**What is expected**:
For the entries below, report every line that includes the word "recruiting".

[Saved data entries]

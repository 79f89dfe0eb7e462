//! Directory of private chats, keyed by user, with file snapshots.

mod error;
mod snapshot;
mod store;

pub use error::DirectoryError;
pub use snapshot::DirectorySnapshot;
pub use store::Directory;
//! Routes inbound messages to the directory, the registry or the coordinator.

use crate::command::{Command, HELP_TEXT, ParsedText};
use crate::coordinator::{GameCoordinator, StartRejection};
use crate::games::rps::Choice;
use crate::messages;
use crate::session::{Delivery, Forward};
use crate::transport::{ChatId, InboundMessage, UserId};
use tokio::task::JoinHandle;
use tracing::{debug, info, instrument};

/// What the dispatcher did with a message.
#[derive(Debug)]
pub enum Dispatch {
    /// Nothing to do (non-text, not for this bot, or idle chatter).
    Ignored,
    /// A game task was spawned.
    GameStarted(JoinHandle<()>),
    /// `/new` was refused; the requester was told why.
    GameRejected(StartRejection),
    /// A join or abort was handed to the group's recruiting session.
    Forwarded,
    /// A join or abort arrived in a chat without a recruiting session.
    NoOpenGroup,
    /// A move was delivered to the sender's pending slot.
    MoveDelivered,
    /// The sender has a pending move but the text was not a move.
    MoveNotUnderstood,
    /// A reserved command with no behavior.
    Reserved(Command),
    /// An unknown command in a private chat; help was sent.
    HelpSent,
}

/// Serial entry point for inbound messages.
///
/// Never waits on game progress: lookups in the registry are non-blocking and
/// games run on their own tasks.
#[derive(Clone)]
pub struct Dispatcher {
    coordinator: GameCoordinator,
}

impl Dispatcher {
    /// Creates a dispatcher driving `coordinator`.
    pub fn new(coordinator: GameCoordinator) -> Self {
        Self { coordinator }
    }

    /// The coordinator behind this dispatcher.
    pub fn coordinator(&self) -> &GameCoordinator {
        &self.coordinator
    }

    /// Handles one inbound message.
    #[instrument(
        skip(self, msg),
        fields(message_id = msg.message_id(), user_id = msg.from().id(), chat_id = msg.chat())
    )]
    pub async fn handle(&self, msg: InboundMessage) -> Dispatch {
        let Some(text) = msg.text().clone() else {
            debug!("Ignoring non-text message");
            return Dispatch::Ignored;
        };
        debug!(text = %text, kind = ?msg.kind(), "Inbound message");

        let user = *msg.from().id();
        let chat = *msg.chat();

        if msg.is_private() {
            self.coordinator.directory().put(user, chat);
        }

        match self.coordinator.parser().parse(&text) {
            ParsedText::Command(Command::New) => match self.coordinator.start_game(&msg).await {
                Ok(handle) => Dispatch::GameStarted(handle),
                Err(rejection) => {
                    info!(?rejection, "Game not started");
                    Dispatch::GameRejected(rejection)
                }
            },
            ParsedText::Command(Command::Join | Command::Abort) => {
                match self.coordinator.registry().forward(chat, msg) {
                    Forward::Delivered => Dispatch::Forwarded,
                    Forward::NoSuchGroup => {
                        debug!("No open game in this chat");
                        Dispatch::NoOpenGroup
                    }
                }
            }
            ParsedText::Command(command @ (Command::Start | Command::Stop)) => {
                debug!(%command, "Reserved command");
                Dispatch::Reserved(command)
            }
            ParsedText::UnknownCommand(name) if msg.is_private() => {
                debug!(command = %name, "Unknown command");
                self.coordinator.send(chat, HELP_TEXT).await;
                Dispatch::HelpSent
            }
            ParsedText::UnknownCommand(_) | ParsedText::NotForMe => Dispatch::Ignored,
            ParsedText::Text if msg.is_private() => self.handle_move(user, chat, &text).await,
            ParsedText::Text => Dispatch::Ignored,
        }
    }

    async fn handle_move(&self, user: UserId, chat: ChatId, text: &str) -> Dispatch {
        let registry = self.coordinator.registry();
        if !registry.has_slot(user) {
            debug!("No pending move, ignoring text");
            return Dispatch::Ignored;
        }

        let Some(choice) = Choice::parse(text) else {
            self.coordinator.send(chat, messages::DID_NOT_UNDERSTAND).await;
            return Dispatch::MoveNotUnderstood;
        };

        match registry.deliver(user, choice) {
            Delivery::Delivered => Dispatch::MoveDelivered,
            Delivery::NoSuchSlot => Dispatch::Ignored,
        }
    }
}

**Solution**:
    /// A join or abort was handed to the group's recruiting session.
    /// A join or abort arrived in a chat without a recruiting session.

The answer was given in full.